Yes, No, Maybe…?
I don’t know about you, but when I get stressed it severely impacts my ability to make decisions. As I ponder all of the decisions I have to make, usually with short timelines and significant consequences if I get it wrong, I often feel unprepared and uncomfortable making a final commitment.
A leader recently said to me, “with everything on my plate I barely have time to do the analysis required to make an informed decisions, so I have to either make a hasty decision or defer entirely.” I couldn’t agree more. Some decisions are hard to make. For some people, making any kind of decision is hard. For most of us though, the hardest decisions can cause the biggest delays, often because there is so much emotion attached to making that decision.
The BIG ones:
“Decision is a sharp knife that cuts clean and straight; indecision, a dull one that hacks and tears and leaves ragged edges behind it.”
– Gordon Graham
There are lots of big decisions we need to make. They are big because they have a significant impact on our future, such as:
- Quitting a job
- Taking a new job
- Getting married
- Having a baby
- Starting a new career
- Going back to school
- Asking for a promotion
We are also required to make significant decisions more often then just the big life milestone ones. You need to make choices about how to spend your budget, who will be hired or fired, how to communicate bad news to your team, how to lead a new department, etc. On a weekly basis you make important decisions.

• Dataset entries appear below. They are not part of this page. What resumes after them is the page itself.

//! Defines routes for the staged image pipeline.
//!
//! ## Structure
//! - **Staging protocol**
//!   - `POST /uploads`                  - stage a multipart upload, returns temp key + preview
//!   - `POST /uploads/commit`           - crop, derive and store targets
//!   - `POST /uploads/discard`          - drop a staged upload (always succeeds)
//!   - `GET  /uploads/{temp_key}/preview` - preview of a staged upload
//!
//! - **Committed derivatives**
//!   - `GET  /assets/{bucket}/{*key}`   - download a derivative
//!   - `HEAD /assets/{bucket}/{*key}`   - headers only
//!
//! The wildcard `*key` allows nested keys like `shoe-1/xs`.

use crate::{
    handlers::{
        asset_handlers::{get_asset, head_asset},
        health_handlers::{healthz, readyz},
        upload_handlers::{commit_upload, discard_upload, get_preview, prepare_upload},
    },
    state::AppState,
};
use axum::{
    Router,
    extract::DefaultBodyLimit,
    routing::{get, post},
};

/// Build the router. `upload_limit` caps the multipart body of `POST /uploads`.
pub fn routes(upload_limit: usize) -> Router<AppState> {
    Router::new()
        // health endpoints (mounted at root)
        .route("/healthz", get(healthz))
        .route("/readyz", get(readyz))
        // staging protocol
        .route(
            "/uploads",
            post(prepare_upload).layer(DefaultBodyLimit::max(upload_limit)),
        )
        .route("/uploads/commit", post(commit_upload))
        .route("/uploads/discard", post(discard_upload))
        .route("/uploads/{temp_key}/preview", get(get_preview))
        // committed derivatives
        .route("/assets/{bucket}/{*key}", get(get_asset).head(head_asset))
}
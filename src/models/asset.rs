//! A derived image stored in permanent storage.

use chrono::{DateTime, Utc};
use serde::{Deserialize, Serialize};
use sqlx::FromRow;

/// Metadata for a derivative stored under `bucket/key`.
///
/// Re-committing the same key overwrites the row and the payload; there is
/// no versioning.
#[derive(Serialize, Deserialize, Clone, FromRow, Debug)]
pub struct StoredAsset {
    /// Logical namespace (e.g. `product-images`).
    pub bucket: String,

    /// Destination key within the bucket (e.g. `shoe-1/xs`).
    pub key: String,

    /// Content type of the encoded derivative.
    pub content_type: String,

    /// Size in bytes.
    pub size_bytes: i64,

    /// MD5 of the payload, hex encoded.
    pub etag: String,

    /// Timestamp of the last write.
    pub last_modified: DateTime<Utc>,
}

Being indecisive can look like:
- Procrastinating, stalling, and pushing deadlines further into the future, often more than once
- Making other tasks a priority, which is often part of procrastinating
- Clutter, emotional and/or physical. Clutter represents a delayed decision. When there is clutter, there is indecision.
Ultimately we are indecisive when we have fear. Fear of making the wrong decision, fear of regret, fear of the future consequences if we make the wrong choice.

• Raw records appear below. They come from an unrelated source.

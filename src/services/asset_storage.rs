//! src/services/asset_storage.rs
//!
//! Permanent storage for derived images. `AssetStorage` is the seam the
//! commit service writes through; `LocalAssetStorage` implements it with
//! SQLite metadata and on-disk payloads sharded beneath
//! `base_path/{bucket}/{shard}/{shard}/{key}`.

use crate::models::asset::StoredAsset;
use async_trait::async_trait;
use bytes::Bytes;
use chrono::Utc;
use md5::Context;
use sqlx::SqlitePool;
use std::{
    collections::BTreeSet,
    io::{self, ErrorKind},
    path::{Path, PathBuf},
    sync::Arc,
};
use thiserror::Error;
use tokio::{
    fs::{self, File},
    io::AsyncWriteExt,
};
use tracing::debug;
use uuid::Uuid;

#[derive(Debug, Error)]
pub enum StorageError {
    #[error("bucket `{0}` is not configured")]
    UnknownBucket(String),
    #[error("bucket `{name}` invalid: {reason}")]
    InvalidBucketName { name: String, reason: String },
    #[error("asset `{key}` not found in bucket `{bucket}`")]
    AssetNotFound { bucket: String, key: String },
    #[error("invalid asset key")]
    InvalidKey,
    #[error(transparent)]
    Sqlx(#[from] sqlx::Error),
    #[error(transparent)]
    Io(#[from] io::Error),
}

pub type StorageResult<T> = Result<T, StorageError>;

/// Permanent storage as seen by the pipeline.
///
/// `put` overwrites any previous payload at the same key and returns the
/// public URL of the stored object.
#[async_trait]
pub trait AssetStorage: Send + Sync {
    async fn put(
        &self,
        bucket: &str,
        key: &str,
        content_type: &str,
        bytes: Bytes,
    ) -> StorageResult<String>;

    /// Remove an asset. Deleting a missing key succeeds.
    async fn delete(&self, bucket: &str, key: &str) -> StorageResult<()>;
}

const MAX_ASSET_KEY_LEN: usize = 1024;
const BUCKET_NAME_MIN_LEN: usize = 3;
const BUCKET_NAME_MAX_LEN: usize = 63;

/// Disk + SQLite implementation of [`AssetStorage`].
#[derive(Clone)]
pub struct LocalAssetStorage {
    /// Shared SQLite connection pool used for asset metadata.
    pub db: Arc<SqlitePool>,

    /// Base directory on disk where derivative payloads are stored.
    pub base_path: PathBuf,

    /// Prefix of every public URL, without a trailing slash.
    public_base_url: String,

    buckets: BTreeSet<String>,
}

impl LocalAssetStorage {
    /// Create storage rooted at `base_path` that only accepts `buckets`.
    ///
    /// Bucket names are validated up front so a bad configuration fails at
    /// startup rather than on the first commit.
    pub fn new<I, S>(
        db: Arc<SqlitePool>,
        base_path: impl Into<PathBuf>,
        public_base_url: &str,
        buckets: I,
    ) -> StorageResult<Self>
    where
        I: IntoIterator<Item = S>,
        S: AsRef<str>,
    {
        let mut names = BTreeSet::new();
        for bucket in buckets {
            let bucket = bucket.as_ref().trim();
            if bucket.is_empty() {
                continue;
            }
            ensure_bucket_name_safe(bucket)?;
            names.insert(bucket.to_string());
        }

        Ok(Self {
            db,
            base_path: base_path.into(),
            public_base_url: public_base_url.trim_end_matches('/').to_string(),
            buckets: names,
        })
    }

    pub fn buckets(&self) -> impl Iterator<Item = &str> {
        self.buckets.iter().map(String::as_str)
    }

    /// Public URL under which `bucket/key` is served.
    pub fn public_url(&self, bucket: &str, key: &str) -> String {
        format!("{}/assets/{}/{}", self.public_base_url, bucket, key)
    }

    fn ensure_bucket_known(&self, bucket: &str) -> StorageResult<()> {
        if self.buckets.contains(bucket) {
            Ok(())
        } else {
            Err(StorageError::UnknownBucket(bucket.to_string()))
        }
    }

    /// Reject keys that could escape the bucket directory.
    fn ensure_key_safe(&self, key: &str) -> StorageResult<()> {
        if key.is_empty() || key.len() > MAX_ASSET_KEY_LEN {
            return Err(StorageError::InvalidKey);
        }
        if key.starts_with('/') || key.ends_with('/') || key.contains("..") || key.contains("//") {
            return Err(StorageError::InvalidKey);
        }
        if key
            .bytes()
            .any(|b| b.is_ascii_control() || b == b'\\' || b == b'\0')
        {
            return Err(StorageError::InvalidKey);
        }
        Ok(())
    }

    fn bucket_root(&self, bucket: &str) -> PathBuf {
        self.base_path.join(bucket)
    }

    /// Two-level shard identifiers from MD5(bucket/key).
    fn asset_shards(bucket: &str, key: &str) -> (String, String) {
        let digest = md5::compute(format!("{}/{}", bucket, key));
        (format!("{:02x}", digest[0]), format!("{:02x}", digest[1]))
    }

    fn asset_path(&self, bucket: &str, key: &str) -> PathBuf {
        let (shard_a, shard_b) = Self::asset_shards(bucket, key);
        let mut path = self.bucket_root(bucket);
        path.push(shard_a);
        path.push(shard_b);
        path.push(key);
        path
    }

    async fn fetch_asset(&self, bucket: &str, key: &str) -> StorageResult<StoredAsset> {
        sqlx::query_as::<_, StoredAsset>(
            "SELECT bucket, key, content_type, size_bytes, etag, last_modified
             FROM assets WHERE bucket = ? AND key = ?",
        )
        .bind(bucket)
        .bind(key)
        .fetch_one(&*self.db)
        .await
        .map_err(|err| match err {
            sqlx::Error::RowNotFound => StorageError::AssetNotFound {
                bucket: bucket.to_string(),
                key: key.to_string(),
            },
            other => StorageError::Sqlx(other),
        })
    }

    /// Metadata only, for HEAD requests.
    pub async fn asset_metadata(&self, bucket: &str, key: &str) -> StorageResult<StoredAsset> {
        self.ensure_bucket_known(bucket)?;
        self.ensure_key_safe(key)?;
        self.fetch_asset(bucket, key).await
    }

    /// Metadata plus an open file handle ready for streaming out.
    pub async fn open_asset(&self, bucket: &str, key: &str) -> StorageResult<(StoredAsset, File)> {
        let asset = self.asset_metadata(bucket, key).await?;
        let file = File::open(self.asset_path(bucket, key))
            .await
            .map_err(|err| {
                if err.kind() == ErrorKind::NotFound {
                    StorageError::AssetNotFound {
                        bucket: bucket.to_string(),
                        key: key.to_string(),
                    }
                } else {
                    StorageError::Io(err)
                }
            })?;
        Ok((asset, file))
    }

    /// Write `bytes` to a temp file, fsync, and rename into place.
    async fn write_payload(&self, file_path: &Path, bytes: &[u8]) -> StorageResult<()> {
        let parent = file_path.parent().map(Path::to_path_buf).ok_or_else(|| {
            StorageError::Io(io::Error::new(
                ErrorKind::Other,
                "asset path missing parent directory",
            ))
        })?;
        fs::create_dir_all(&parent).await?;
        let tmp_path = parent.join(format!(".tmp-{}", Uuid::new_v4()));

        let written = async {
            let mut file = File::create(&tmp_path).await?;
            file.write_all(bytes).await?;
            file.flush().await?;
            file.sync_all().await
        }
        .await;
        if let Err(err) = written {
            let _ = fs::remove_file(&tmp_path).await;
            return Err(StorageError::Io(err));
        }

        if let Err(err) = fs::rename(&tmp_path, file_path).await {
            if err.kind() == ErrorKind::AlreadyExists {
                fs::remove_file(file_path).await?;
                fs::rename(&tmp_path, file_path).await?;
            } else {
                let _ = fs::remove_file(&tmp_path).await;
                return Err(StorageError::Io(err));
            }
        }
        Ok(())
    }

    /// Remove empty directories from `start` up to (not including) `stop`.
    async fn prune_empty_dirs(&self, start: &Path, stop: &Path) {
        let mut current = start.to_path_buf();
        while current.starts_with(stop) && current != stop {
            match fs::remove_dir(&current).await {
                Ok(_) => {
                    if let Some(parent) = current.parent() {
                        current = parent.to_path_buf();
                    } else {
                        break;
                    }
                }
                Err(err) if err.kind() == ErrorKind::NotFound => break,
                Err(err) if err.kind() == ErrorKind::DirectoryNotEmpty => break,
                Err(err) => {
                    debug!("failed to prune directory {}: {}", current.display(), err);
                    break;
                }
            }
        }
    }
}

#[async_trait]
impl AssetStorage for LocalAssetStorage {
    async fn put(
        &self,
        bucket: &str,
        key: &str,
        content_type: &str,
        bytes: Bytes,
    ) -> StorageResult<String> {
        self.ensure_bucket_known(bucket)?;
        self.ensure_key_safe(key)?;

        let file_path = self.asset_path(bucket, key);
        self.write_payload(&file_path, &bytes).await?;

        let mut digest = Context::new();
        digest.consume(&bytes);
        let etag = format!("{:x}", digest.compute());

        let upsert = sqlx::query(
            r#"
            INSERT INTO assets (bucket, key, content_type, size_bytes, etag, last_modified)
            VALUES (?, ?, ?, ?, ?, ?)
            ON CONFLICT(bucket, key) DO UPDATE SET
                content_type = excluded.content_type,
                size_bytes = excluded.size_bytes,
                etag = excluded.etag,
                last_modified = excluded.last_modified
            "#,
        )
        .bind(bucket)
        .bind(key)
        .bind(content_type)
        .bind(bytes.len() as i64)
        .bind(&etag)
        .bind(Utc::now())
        .execute(&*self.db)
        .await;

        match upsert {
            Ok(_) => {
                debug!(bucket, key, etag = %etag, "stored asset");
                Ok(self.public_url(bucket, key))
            }
            Err(err) => {
                let _ = fs::remove_file(&file_path).await;
                Err(StorageError::Sqlx(err))
            }
        }
    }

    async fn delete(&self, bucket: &str, key: &str) -> StorageResult<()> {
        self.ensure_bucket_known(bucket)?;
        self.ensure_key_safe(key)?;

        sqlx::query("DELETE FROM assets WHERE bucket = ? AND key = ?")
            .bind(bucket)
            .bind(key)
            .execute(&*self.db)
            .await?;

        let file_path = self.asset_path(bucket, key);
        match fs::remove_file(&file_path).await {
            Ok(_) => debug!("removed asset file {}", file_path.display()),
            Err(err) if err.kind() == ErrorKind::NotFound => {
                debug!("asset file {} already missing", file_path.display());
            }
            Err(err) => return Err(StorageError::Io(err)),
        }

        if let Some(parent) = file_path.parent() {
            let bucket_root = self.bucket_root(bucket);
            self.prune_empty_dirs(parent, &bucket_root).await;
        }

        Ok(())
    }
}

/// Validate bucket name format.
///
/// S3-like rules: 3-63 characters of lowercase letters, digits, dots and
/// hyphens, starting and ending with a letter or digit, without `..`.
fn ensure_bucket_name_safe(name: &str) -> StorageResult<()> {
    let invalid = |reason: &str| StorageError::InvalidBucketName {
        name: name.to_string(),
        reason: reason.to_string(),
    };

    let len = name.len();
    if !(BUCKET_NAME_MIN_LEN..=BUCKET_NAME_MAX_LEN).contains(&len) {
        return Err(invalid("must be between 3 and 63 characters"));
    }
    if !name
        .chars()
        .all(|c| matches!(c, 'a'..='z' | '0'..='9' | '.' | '-'))
    {
        return Err(invalid(
            "allowed characters are lowercase letters, digits, dots, and hyphens",
        ));
    }
    if name.starts_with(['.', '-']) || name.ends_with(['.', '-']) {
        return Err(invalid("must start and end with a lowercase letter or digit"));
    }
    if name.contains("..") || name.contains("-.") || name.contains(".-") {
        return Err(invalid(
            "cannot contain consecutive dots or dot-hyphen combinations",
        ));
    }
    Ok(())
}

#[cfg(test)]
mod tests {
    use super::*;

    #[test]
    fn bucket_names_follow_s3_rules() {
        assert!(ensure_bucket_name_safe("product-images").is_ok());
        assert!(ensure_bucket_name_safe("ab").is_err());
        assert!(ensure_bucket_name_safe("Product").is_err());
        assert!(ensure_bucket_name_safe("-images").is_err());
        assert!(ensure_bucket_name_safe("a..b").is_err());
    }

    #[test]
    fn shards_are_stable_hex_pairs() {
        let (a, b) = LocalAssetStorage::asset_shards("product-images", "shoe-1/xs");
        assert_eq!(a.len(), 2);
        assert_eq!(b.len(), 2);
        assert_eq!(
            (a, b),
            LocalAssetStorage::asset_shards("product-images", "shoe-1/xs")
        );
    }
}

Ironically, we can decide the ‘wrong’ thing, because indecision is still a decision The worst outcome of all is not deciding “wrong”; It is not deciding at all.
How to Take Action
- Do your homework, your research, and your due diligence. Seek the expert opinions of people you respect.
- Stop looking for a guarantee. Life doesn’t promise that things will work as you planned. The only guarantee is that change will happen. Making a decision will ensure you help shape the change to come, but you can’t control all variables.
- Have a back-up plan. This can provide comfort in case your Plan A doesn’t go the way you want.
- Trust yourself! Believe in your ability to make good decisions and know that you have the ability to change course if need be.
- Just do it! As the famous Disney song goes “Let it Go.” Jump in, make the decision and promise yourself not to obsess over it after it’s done.
What to Do If Your Leader is Indecisive
Sometimes we work for leaders that are indecisive either because they are stressed and overwhelmed, or their leader is indecisive and they need to wait for their approval, or they have fear of failure.
This can make it very challenging if you are seeking a decision, big or small, and require your leader’s approval before you can move forward. Here are some tips on what you can do to help move the decision process along:
1. Ask Questions
Ask strategic questions that will help clarify next steps, such as:
- What is the goal we want to achieve?
- What is the first priority?
- Who is responsible to complete each part?
- What is the timeline? What happens if we miss our deadline?
This can help your leader feel more comfortable making a decision or provide him or her with the information required to sell it to senior leaders.
2. Offer a Proposal
Propose a solution that is detailed, well thought out and concrete. By limiting the options, your leader is less likely to get caught up in “analysis to paralysis” mode and will be able to make a decision in the direction you wish them to move. It will alleviate the fear of making the wrong choice and will high light your critical thinking skills, thus increasing your leader’s trust in your decision making abilities.
3. Be honest
It’s possible your leader isn’t aware that he or she negatively impacts your ability to be successful by delaying their decision-making. Be honest about the impact to you and the team and ask how you can help in the future to present information in a way that is easier to review, analyze and take action on.
If your manager’s indecision leads to a complete stand-still in your work, look for opportunities to collaborate across departments. When opportunity arises for you to offer your support on a project, jump in. Demonstrate your ability to execute and perform. Your determination to be productive and add value to the organization will open doors for you, even if your manager isn’t prepared to make a decision, choose a path and take action.